While one might expect at first sight that it could be difficult to uniformly disperse the CNT on a nano scale while providing them in the form of highly entangled agglomerates on a millimetre scale, it has been confirmed by the inventors that a homogeneous and isotopic dispersion throughout the compound is in fact possible using mechanical alloying, which is a process of repeated deformation, fraction and welding of the metal and CNT particles. In fact, as will be explained below with reference to a preferred embodiment, the tangled structure and the use of large CNT-agglomerates even helps to preserve the integrity of the CNT upon the mechanical alloying at high kinetic energies.
Further, the length-to-diameter ratio of the CNT, also called aspect ratio, is preferably larger than 3, more preferably larger than 10 and most preferably larger than 30. A high aspect ratio of the CNT again assists in the nano-stabilization of the metal crystallites.
In an advantageous embodiment of the present invention, at least a fraction of the CNTs have a scrolled structure comprised of one or more rolled up graphite layers, each graphite layer consisting of two or more graphene layers on top of each other. This type of nano tubes has for the first time been described in DE 10 2007 044 031 A1 which has been published after the priority date of the present application. This new type of CNT structure is called a “multi-scroll” structure to distinguish it from “single-scroll” structures comprised of a single rolled-up graphene layer. The relationship between multi-scroll and single-scroll CNTs is therefore analogous to the relationship between single-wall and multi-wall cylindrical CNTs.
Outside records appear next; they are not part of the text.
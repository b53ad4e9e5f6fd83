use thiserror::Error;

#[derive(Error, Debug)]
pub enum SawtoothError {
    #[error("IO error: {0}")]
    IoError(#[from] std::io::Error),

    #[error("TOML parsing error: {0}")]
    TomlError(#[from] toml::de::Error),

    #[error("Metrics registry error: {0}")]
    MetricsError(#[from] prometheus::Error),

    #[error("HTTP export request failed: {0}")]
    HttpError(#[from] reqwest::Error),

    #[error("Serialization error: {0}")]
    SerializationError(#[from] serde_json::Error),

    #[error("Invalid value '{value}' for '{field}': {reason}")]
    InvalidConfigValueError {
        field: String,
        value: String,
        reason: String,
    },

    #[error("Missing required configuration: {field}")]
    MissingConfigError { field: String },

    #[error("Metric export failed: {message}")]
    ExportError { message: String },
}

#[derive(Debug, Clone, Copy, PartialEq, Eq)]
pub enum ErrorCategory {
    Configuration,
    Telemetry,
    Export,
    System,
}

#[derive(Debug, Clone, Copy, PartialEq, Eq, PartialOrd, Ord)]
pub enum ErrorSeverity {
    Low,
    Medium,
    High,
    Critical,
}

impl SawtoothError {
    pub fn category(&self) -> ErrorCategory {
        match self {
            SawtoothError::TomlError(_)
            | SawtoothError::InvalidConfigValueError { .. }
            | SawtoothError::MissingConfigError { .. } => ErrorCategory::Configuration,
            SawtoothError::MetricsError(_) => ErrorCategory::Telemetry,
            SawtoothError::HttpError(_)
            | SawtoothError::SerializationError(_)
            | SawtoothError::ExportError { .. } => ErrorCategory::Export,
            SawtoothError::IoError(_) => ErrorCategory::System,
        }
    }

    pub fn severity(&self) -> ErrorSeverity {
        match self.category() {
            // 匯出失敗由 reader 吞掉，只記錄警告
            ErrorCategory::Export => ErrorSeverity::Low,
            ErrorCategory::Configuration => ErrorSeverity::High,
            ErrorCategory::Telemetry => ErrorSeverity::High,
            ErrorCategory::System => ErrorSeverity::Critical,
        }
    }

    pub fn recovery_suggestion(&self) -> String {
        match self {
            SawtoothError::IoError(_) => {
                "Check that the config file exists and is readable".to_string()
            }
            SawtoothError::TomlError(_) => {
                "Check the TOML syntax of the config file".to_string()
            }
            SawtoothError::MetricsError(_) => {
                "Metric names must be unique; check for duplicate observer registration"
                    .to_string()
            }
            SawtoothError::SerializationError(_) => {
                "Metric samples could not be rendered as JSON; switch to the push exporter"
                    .to_string()
            }
            SawtoothError::HttpError(_) | SawtoothError::ExportError { .. } => {
                "Check that the push endpoint is reachable; exports are retried on the next interval"
                    .to_string()
            }
            SawtoothError::InvalidConfigValueError { field, .. } => {
                format!("Fix the value of '{}' and restart", field)
            }
            SawtoothError::MissingConfigError { field } => {
                format!("Provide '{}' via CLI flag, environment or config file", field)
            }
        }
    }

    pub fn user_friendly_message(&self) -> String {
        match self.category() {
            ErrorCategory::Configuration => format!("Configuration problem: {}", self),
            ErrorCategory::Telemetry => format!("Could not set up metrics: {}", self),
            ErrorCategory::Export => format!("Could not export metrics: {}", self),
            ErrorCategory::System => format!("System error: {}", self),
        }
    }

    /// 依嚴重程度決定行程結束碼
    pub fn exit_code(&self) -> i32 {
        match self.severity() {
            ErrorSeverity::Low => 0,
            ErrorSeverity::Medium => 2,
            ErrorSeverity::High => 1,
            ErrorSeverity::Critical => 3,
        }
    }
}

pub type Result<T> = std::result::Result<T, SawtoothError>;
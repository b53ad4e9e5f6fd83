use crate::domain::model::{Batch, DataPacket};
use std::sync::atomic::{AtomicBool, AtomicU64, AtomicUsize, Ordering};
use tokio::time::{Duration, Instant};

/// Monotonic counters shared between the generator and whoever observes it.
///
/// Nothing in here survives a cycle except the totals: the live-record
/// gauge goes back to zero as soon as a batch is dropped.
#[derive(Debug, Default)]
pub struct GeneratorStats {
    cycles: AtomicU64,
    records_created: AtomicU64,
    records_live: AtomicUsize,
    records_live_peak: AtomicUsize,
    overlaps_rejected: AtomicU64,
    last_cycle_nanos: AtomicU64,
    in_flight: AtomicBool,
}

/// Point-in-time copy of [`GeneratorStats`].
#[derive(Debug, Clone, Copy, Default, PartialEq, Eq)]
pub struct StatsSnapshot {
    pub cycles: u64,
    pub records_created: u64,
    pub records_live: usize,
    pub records_live_peak: usize,
    pub overlaps_rejected: u64,
    pub last_cycle: Duration,
}

/// Marks a cycle as running; clears the flag when dropped.
#[derive(Debug)]
pub struct CycleGuard<'a> {
    stats: &'a GeneratorStats,
}

impl Drop for CycleGuard<'_> {
    fn drop(&mut self) {
        self.stats.in_flight.store(false, Ordering::Release);
    }
}

impl GeneratorStats {
    pub fn new() -> Self {
        Self::default()
    }

    /// Returns `None` while another cycle holds the guard.
    pub fn try_enter(&self) -> Option<CycleGuard<'_>> {
        self.in_flight
            .compare_exchange(false, true, Ordering::AcqRel, Ordering::Acquire)
            .ok()
            .map(|_| CycleGuard { stats: self })
    }

    pub fn is_in_flight(&self) -> bool {
        self.in_flight.load(Ordering::Acquire)
    }

    fn records_allocated(&self, count: usize) {
        let live = self.records_live.fetch_add(count, Ordering::AcqRel) + count;
        self.records_live_peak.fetch_max(live, Ordering::AcqRel);
        self.records_created.fetch_add(count as u64, Ordering::Relaxed);
    }

    fn records_released(&self, count: usize) {
        self.records_live.fetch_sub(count, Ordering::AcqRel);
    }

    fn cycle_finished(&self, elapsed: Duration) {
        self.cycles.fetch_add(1, Ordering::Relaxed);
        let nanos = u64::try_from(elapsed.as_nanos()).unwrap_or(u64::MAX);
        self.last_cycle_nanos.store(nanos, Ordering::Relaxed);
    }

    pub fn cycles(&self) -> u64 {
        self.cycles.load(Ordering::Relaxed)
    }

    pub fn records_live(&self) -> usize {
        self.records_live.load(Ordering::Acquire)
    }

    pub fn snapshot(&self) -> StatsSnapshot {
        StatsSnapshot {
            cycles: self.cycles.load(Ordering::Relaxed),
            records_created: self.records_created.load(Ordering::Relaxed),
            records_live: self.records_live.load(Ordering::Acquire),
            records_live_peak: self.records_live_peak.load(Ordering::Acquire),
            overlaps_rejected: self.overlaps_rejected.load(Ordering::Relaxed),
            last_cycle: Duration::from_nanos(self.last_cycle_nanos.load(Ordering::Relaxed)),
        }
    }
}

/// What a single cycle did.
#[derive(Debug, Clone, Copy, PartialEq, Eq)]
pub struct CycleReport {
    pub started: Instant,
    pub records: usize,
    pub elapsed: Duration,
}

/// The fictional "do some work" step: allocate `batch_size` placeholder
/// records, then let the whole batch go.
///
/// Returns `None` without allocating if a cycle is already running against
/// the same stats.
pub fn generate_and_discard(batch_size: usize, stats: &GeneratorStats) -> Option<CycleReport> {
    let Some(_guard) = stats.try_enter() else {
        stats.overlaps_rejected.fetch_add(1, Ordering::Relaxed);
        tracing::warn!("⚠️ Previous cycle still running, skipping overlapping cycle");
        return None;
    };

    let started = Instant::now();

    let mut batch: Batch = Vec::with_capacity(batch_size);
    for _ in 0..batch_size {
        batch.push(Box::new(DataPacket::new()));
    }
    let records = batch.len();
    stats.records_allocated(records);

    // DataPacket 只是佔位，這裡「處理」完就丟棄；black_box 讓編譯器不能省略配置
    std::hint::black_box(&batch);
    drop(batch);
    stats.records_released(records);

    let elapsed = started.elapsed();
    stats.cycle_finished(elapsed);

    Some(CycleReport {
        started,
        records,
        elapsed,
    })
}

#[cfg(test)]
mod tests {
    use super::*;

    #[test]
    fn test_cycle_creates_exactly_batch_size_records() {
        let stats = GeneratorStats::new();
        let report = generate_and_discard(10_000, &stats).expect("cycle runs");

        assert_eq!(report.records, 10_000);
        let snapshot = stats.snapshot();
        assert_eq!(snapshot.cycles, 1);
        assert_eq!(snapshot.records_created, 10_000);
        assert_eq!(snapshot.records_live, 0);
        assert_eq!(snapshot.records_live_peak, 10_000);
        assert!(!stats.is_in_flight());
    }

    #[test]
    fn test_repeated_cycles_do_not_accumulate_live_records() {
        let stats = GeneratorStats::new();
        for _ in 0..25 {
            generate_and_discard(1_000, &stats).expect("cycle runs");
        }

        let snapshot = stats.snapshot();
        assert_eq!(snapshot.cycles, 25);
        assert_eq!(snapshot.records_created, 25_000);
        assert_eq!(snapshot.records_live, 0);
        assert_eq!(snapshot.records_live_peak, 1_000);
    }

    #[test]
    fn test_zero_batch_is_a_counted_no_op() {
        let stats = GeneratorStats::new();
        let report = generate_and_discard(0, &stats).expect("cycle runs");

        assert_eq!(report.records, 0);
        assert_eq!(stats.snapshot().cycles, 1);
        assert_eq!(stats.snapshot().records_live_peak, 0);
    }

    #[test]
    fn test_overlapping_cycle_is_rejected() {
        let stats = GeneratorStats::new();
        let guard = stats.try_enter().expect("first entry");

        assert!(generate_and_discard(10, &stats).is_none());
        let snapshot = stats.snapshot();
        assert_eq!(snapshot.overlaps_rejected, 1);
        assert_eq!(snapshot.cycles, 0);
        assert_eq!(snapshot.records_created, 0);

        drop(guard);
        assert!(generate_and_discard(10, &stats).is_some());
    }

    #[test]
    fn test_data_packet_is_not_zero_sized() {
        assert_eq!(std::mem::size_of::<DataPacket>(), 16);
    }
}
The multi-scroll CNTs have a spiral shaped cross section and typically comprise 2 or 3 graphite layers with 6 to 12 graphene layers each.
The multi-scroll type CNTs have found to be extraordinarily suitable for the above mentioned nano-stabilization. One of the reasons is that the multi-scroll CNT have the tendency to not extend along a straight line but to have a curvy or kinky, multiply bent shape, which is also the reason why they tend to form large agglomerates of highly tangled CNTs. This tendency to form a curvy, bent and tangled structure facilitates the formation of a three-dimensional network interlocking with the crystallites and stabilizing them.
A further reason why the multi-scroll structure is so well suited for nano-stabilization is believed to be that the individual layers tend to fan out when the tube is bent like the pages of an open book, thus forming a rough structure for interlocking with the crystallites which in turn is believed to be one of the mechanisms for stabilization of defects.
Further, since the individual graphene and graphite layers of the multi-scroll CNT apparently are of continuous topology from the center of the CNT towards the circumference without any gaps, this again allows for a better and faster intercalation of further materials in the tube structure, since more open edges are available forming an entrance for intercalates as compared to single-scroll CNTs as described in Carbon 34, 1996, 1301-03, or as compared to CNTs having an onion type structure as described in Science 263, 1994, 1744-47.
In a preferred embodiment, at least a fraction of the nanoparticles are functionalized, in particular roughened prior to the mechanical alloying. When the nanoparticles are formed by multi-wall or multi-scroll CNTs, the roughening may be performed by causing at least the outermost layer of at least some of the CNTs to break by submitting the CNTs to high pressure, such as a pressure of 5.0 MPa or higher, preferably 7.8 MPa or higher, as will be explained below with reference to a specific embodiment. Due to the roughening of the nanoparticles, the interlocking effect with the metal crystallites and thus the nano-stabilization is further increased.